I wasn't saying his value didn't increase in the AHL, I said that it was never very high and didn't likely diminish last year. 

14-15 was the year he was dominating in the AHL. In that same year was when he was called up a few different times, so-so performance in a limited role, faded toward the end of the year. I don't think he was ever a healthy scratch under Babs though. He was just sent back to GR. But since those things were happening in the same year, it tempered any increase in value. 

For the first part of last year, prior to his injury, he wasn't being scratched.
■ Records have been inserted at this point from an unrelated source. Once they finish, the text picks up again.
//! Runtime configuration loaded from environment variables.
//!
//! | Variable                    | Default | Description                          |
//! |-----------------------------|---------|--------------------------------------|
//! | `FRACTAL_POETRY_LOG`        | `info`  | tracing filter (e.g. `fractal_poetry=debug`) |
//! | `FRACTAL_POETRY_SEED`       | unset   | RNG seed for reproducible poems      |
//! | `FRACTAL_POETRY_MAX_ITER`   | `100`   | iteration cap used for poems         |
//! | `FRACTAL_POETRY_OUTPUT_DIR` | `.`     | where studio and export files go     |

use std::path::PathBuf;

use rand::SeedableRng;
use rand::rngs::StdRng;

use crate::fractal::DEFAULT_MAX_ITER;

#[derive(Debug, Clone, PartialEq)]
pub struct Config {
    pub log_level: String,
    pub seed: Option<u64>,
    pub max_iter: u32,
    pub output_dir: PathBuf,
}

impl Config {
    pub fn from_env() -> Self {
        Self::from_lookup(|key| std::env::var(key).ok())
    }

    /// Build from any key lookup; unset or unparseable values fall back to
    /// defaults.
    pub fn from_lookup<F>(lookup: F) -> Self
    where
        F: Fn(&str) -> Option<String>,
    {
        Self {
            log_level: lookup("FRACTAL_POETRY_LOG").unwrap_or_else(|| "info".to_string()),
            seed: parse_var(&lookup, "FRACTAL_POETRY_SEED"),
            max_iter: parse_var(&lookup, "FRACTAL_POETRY_MAX_ITER").unwrap_or(DEFAULT_MAX_ITER),
            output_dir: lookup("FRACTAL_POETRY_OUTPUT_DIR").map(PathBuf::from).unwrap_or_else(|| PathBuf::from(".")),
        }
    }

    pub fn rng(&self) -> StdRng {
        match self.seed {
            Some(seed) => StdRng::seed_from_u64(seed),
            None => StdRng::from_entropy(),
        }
    }
}

fn parse_var<T, F>(lookup: &F, key: &str) -> Option<T>
where
    T: std::str::FromStr,
    F: Fn(&str) -> Option<String>,
{
    lookup(key).and_then(|v| v.trim().parse().ok())
}

impl Default for Config {
    fn default() -> Self {
        Self::from_lookup(|_| None)
    }
}

#[cfg(test)]
mod tests {
    use super::*;
    use rand::Rng;
    use std::collections::HashMap;

    #[test]
    fn defaults_are_sane() {
        let cfg = Config::default();
        assert_eq!(cfg.log_level, "info");
        assert_eq!(cfg.seed, None);
        assert_eq!(cfg.max_iter, 100);
        assert_eq!(cfg.output_dir, PathBuf::from("."));
    }

    #[test]
    fn overrides_applied_and_garbage_ignored() {
        let env: HashMap<&str, &str> = [
            ("FRACTAL_POETRY_SEED", "42"),
            ("FRACTAL_POETRY_MAX_ITER", "lots"),
            ("FRACTAL_POETRY_OUTPUT_DIR", "/tmp/art"),
        ]
        .into_iter()
        .collect();
        let cfg = Config::from_lookup(|k| env.get(k).map(|v| v.to_string()));
        assert_eq!(cfg.seed, Some(42));
        assert_eq!(cfg.max_iter, 100);
        assert_eq!(cfg.output_dir, PathBuf::from("/tmp/art"));
    }

    #[test]
    fn seeded_rng_repeats() {
        let cfg = Config { seed: Some(7), ..Config::default() };
        assert_eq!(cfg.rng().r#gen::<u64>(), cfg.rng().r#gen::<u64>());
    }
}
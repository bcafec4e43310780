// Poem builders on top of the sampler and composer, plus the batch
// "art collection" that writes images, ASCII art and poetry to disk.

use std::fs;
use std::io::Write;
use std::path::{Path, PathBuf};

use chrono::Local;
use rand::Rng;
use tracing::info;

use crate::error::Result;
use crate::export::{export_poetry_analysis, render_ppm};
use crate::fractal::{FractalFamily, resolve_family};
use crate::grid::Viewport;
use crate::palette::ColorPalette;
use crate::poetry::compose;
use crate::render::{AsciiStyle, overlay_poem, render_ascii};
use crate::sampler::{JOURNEY_BATCH, Region, journey, sample_fractal_region, sample_region};

/// Sample a region and turn it into a titled poem, one line per sample.
pub fn region_poem<R: Rng + ?Sized>(
    engine: &str,
    center_x: f64,
    center_y: f64,
    zoom: f64,
    lines: usize,
    max_iter: u32,
    rng: &mut R,
) -> Result<String> {
    let family = resolve_family(engine)?;
    let points = sample_fractal_region(engine, center_x, center_y, zoom, lines, max_iter, rng)?;
    let title = format!("Fractal Dreams: {}", family.name());
    Ok(compose(&points, Some(&title), rng))
}

/// Two samples per step along a zooming journey from the origin.
pub fn journey_poem<R: Rng + ?Sized>(engine: &str, steps: usize, max_iter: u32, rng: &mut R) -> Result<String> {
    let family = resolve_family(engine)?;
    let trip = journey(&family, steps, JOURNEY_BATCH, max_iter, rng)?;
    let title = format!("Journey Through {}", family.name());
    Ok(compose(&trip.points, Some(&title), rng))
}

/// ASCII rendering of a region with an untitled poem from the same region
/// laid over evenly spaced rows.
pub fn illustrated_poem<R: Rng + ?Sized>(
    family: &FractalFamily,
    region: &Region,
    (width, height): (usize, usize),
    lines: usize,
    max_iter: u32,
    style: AsciiStyle,
    rng: &mut R,
) -> Result<String> {
    let viewport = Viewport::around(region.center_x, region.center_y, region.zoom)?;
    let art = render_ascii(family, &viewport, width, height, max_iter, style)?;
    let points = sample_region(family, region, lines, max_iter, rng)?;
    let poem = compose(&points, None, rng);
    let poem_lines: Vec<&str> = poem.lines().collect();
    Ok(overlay_poem(&art, &poem_lines, width))
}

pub struct Piece {
    pub engine: &'static str,
    pub x: f64,
    pub y: f64,
    pub zoom: f64,
    pub palette: &'static str,
    pub title: &'static str,
}

pub const COLLECTION: &[Piece] = &[
    Piece { engine: "mandelbrot", x: -0.5, y: 0.0, zoom: 2.0, palette: "fire", title: "The Classic View" },
    Piece { engine: "mandelbrot", x: -0.7, y: 0.0, zoom: 4.0, palette: "ocean", title: "Seahorse Valley" },
    Piece { engine: "mandelbrot", x: -0.16, y: 1.04, zoom: 20.0, palette: "cosmic", title: "Spiral Dreams" },
    Piece { engine: "julia", x: 0.0, y: 0.0, zoom: 1.0, palette: "sunset", title: "Julia Beauty" },
    Piece { engine: "julia", x: 0.0, y: 0.0, zoom: 1.0, palette: "forest", title: "Spiral Dance" },
    Piece { engine: "julia", x: 0.0, y: 0.0, zoom: 2.0, palette: "fire", title: "Dragon Curves" },
];

pub struct Theme {
    pub name: &'static str,
    pub engine: &'static str,
    pub x: f64,
    pub y: f64,
    pub zoom: f64,
}

pub const CHALLENGE: &[Theme] = &[
    Theme { name: "Infinite Recursion", engine: "mandelbrot", x: -0.75, y: 0.1, zoom: 10.0 },
    Theme { name: "Chaos and Order", engine: "julia", x: 0.0, y: 0.0, zoom: 2.0 },
    Theme { name: "Mathematical Beauty", engine: "mandelbrot", x: -0.16, y: 1.04, zoom: 50.0 },
    Theme { name: "Complex Dynamics", engine: "julia_spiral", x: 0.0, y: 0.0, zoom: 1.0 },
    Theme { name: "Fractal Dreams", engine: "julia_dragon", x: 0.0, y: 0.0, zoom: 3.0 },
];

const ART_ITER: u32 = 150;
const ASCII_ITER: u32 = 100;
const COLLECTION_POEM_LINES: usize = 6;
const CHALLENGE_POEM_LINES: usize = 4;

pub struct ArtStudio {
    pub output_dir: PathBuf,
    pub width: usize,
    pub height: usize,
    pub max_iter: u32,
}

impl ArtStudio {
    pub fn new(output_dir: impl Into<PathBuf>) -> Self {
        ArtStudio { output_dir: output_dir.into(), width: 400, height: 300, max_iter: crate::fractal::DEFAULT_MAX_ITER }
    }

    fn path(&self, file: &str) -> PathBuf {
        self.output_dir.join(file)
    }

    /// Render every piece of [`COLLECTION`] and write the poetry report and
    /// catalog. Returns the paths written, in order.
    pub fn create_collection<R: Rng + ?Sized>(&self, name: &str, rng: &mut R) -> Result<Vec<PathBuf>> {
        fs::create_dir_all(&self.output_dir)?;
        let mut written = Vec::new();
        let mut poems = Vec::with_capacity(COLLECTION.len());

        for (i, piece) in COLLECTION.iter().enumerate() {
            let n = i + 1;
            info!(piece = n, title = piece.title, "creating collection piece");

            let family = resolve_family(piece.engine)?;
            let viewport = Viewport::around(piece.x, piece.y, piece.zoom)?;
            let palette = ColorPalette::named_or_default(piece.palette);

            let ppm = self.path(&format!("{}_{:02}_{}_{}.ppm", name, n, piece.engine, piece.palette));
            render_ppm(&family, &viewport, self.width, self.height, ART_ITER, &palette, &ppm)?;
            written.push(ppm);

            let ascii = render_ascii(
                &family,
                &viewport,
                self.width / 8,
                self.height / 8,
                ASCII_ITER,
                AsciiStyle::Gradient,
            )?;
            let ascii_path = self.path(&format!("{}_{:02}_ascii.txt", name, n));
            write_ascii_piece(&ascii_path, piece.title, &ascii)?;
            written.push(ascii_path);

            poems.push(region_poem(
                piece.engine,
                piece.x,
                piece.y,
                piece.zoom,
                COLLECTION_POEM_LINES,
                self.max_iter,
                rng,
            )?);
        }

        let report = self.path(&format!("{}_poetry.txt", name));
        export_poetry_analysis(&poems, &report)?;
        written.push(report);

        let catalog = self.path(&format!("{}_catalog.txt", name));
        write_catalog(&catalog, name)?;
        written.push(catalog);

        info!(collection = name, pieces = COLLECTION.len(), "collection complete");
        Ok(written)
    }
}

fn write_ascii_piece(path: &Path, title: &str, lines: &[String]) -> Result<()> {
    let mut f = fs::File::create(path)?;
    writeln!(f, "{}", title)?;
    writeln!(f, "{}\n", "=".repeat(title.chars().count()))?;
    write!(f, "{}", lines.join("\n"))?;
    Ok(())
}

fn write_catalog(path: &Path, name: &str) -> Result<()> {
    let mut f = fs::File::create(path)?;
    writeln!(f, "{} - FRACTAL ART COLLECTION", name.to_uppercase())?;
    writeln!(f, "{}\n", "=".repeat(50))?;
    writeln!(f, "Generated: {}", Local::now().format("%Y-%m-%d %H:%M:%S"))?;
    writeln!(f, "Created by Fractal Poetry Generator - AI Art Studio\n")?;
    writeln!(f, "COLLECTION CONTENTS:")?;
    for (i, piece) in COLLECTION.iter().enumerate() {
        writeln!(f, "{:2}. {}", i + 1, piece.title)?;
        writeln!(f, "    Fractal: {}", piece.engine)?;
        writeln!(f, "    Region: ({:.3}, {:.3}) at {:.1}x zoom", piece.x, piece.y, piece.zoom)?;
        writeln!(f, "    Palette: {}", piece.palette)?;
        writeln!(f, "    Files: {}_{:02}_*\n", name, i + 1)?;
    }
    Ok(())
}

/// One short poem per theme of [`CHALLENGE`].
pub fn poetry_challenge<R: Rng + ?Sized>(max_iter: u32, rng: &mut R) -> Result<String> {
    let mut out = String::from("🏆 FRACTAL POETRY CHALLENGE 🏆\n");
    out.push_str(&"=".repeat(40));
    out.push('\n');

    for theme in CHALLENGE {
        out.push_str(&format!("\n📝 Theme: {}\n", theme.name));
        out.push_str(&"-".repeat(30));
        out.push('\n');
        out.push_str(&region_poem(theme.engine, theme.x, theme.y, theme.zoom, CHALLENGE_POEM_LINES, max_iter, rng)?);
        out.push('\n');
    }

    out.push_str("\n🌟 Challenge complete! Each poem inspired by unique fractal mathematics.");
    Ok(out)
}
He was, in fact, playing and producing quite well. That point would have been the peak of his trade value. Dominant in the AHL the previous year, plus starting to produce in the NHL. But then he got injured, struggled to get in the lineup afterward and didn't produce when he did. Lost what value he'd gained in the first part of the year. The off-season surgery maybe hurt him a little.

And "injury prone" isn't very accurate. Prior to last year, his last significant injury was 09-10. 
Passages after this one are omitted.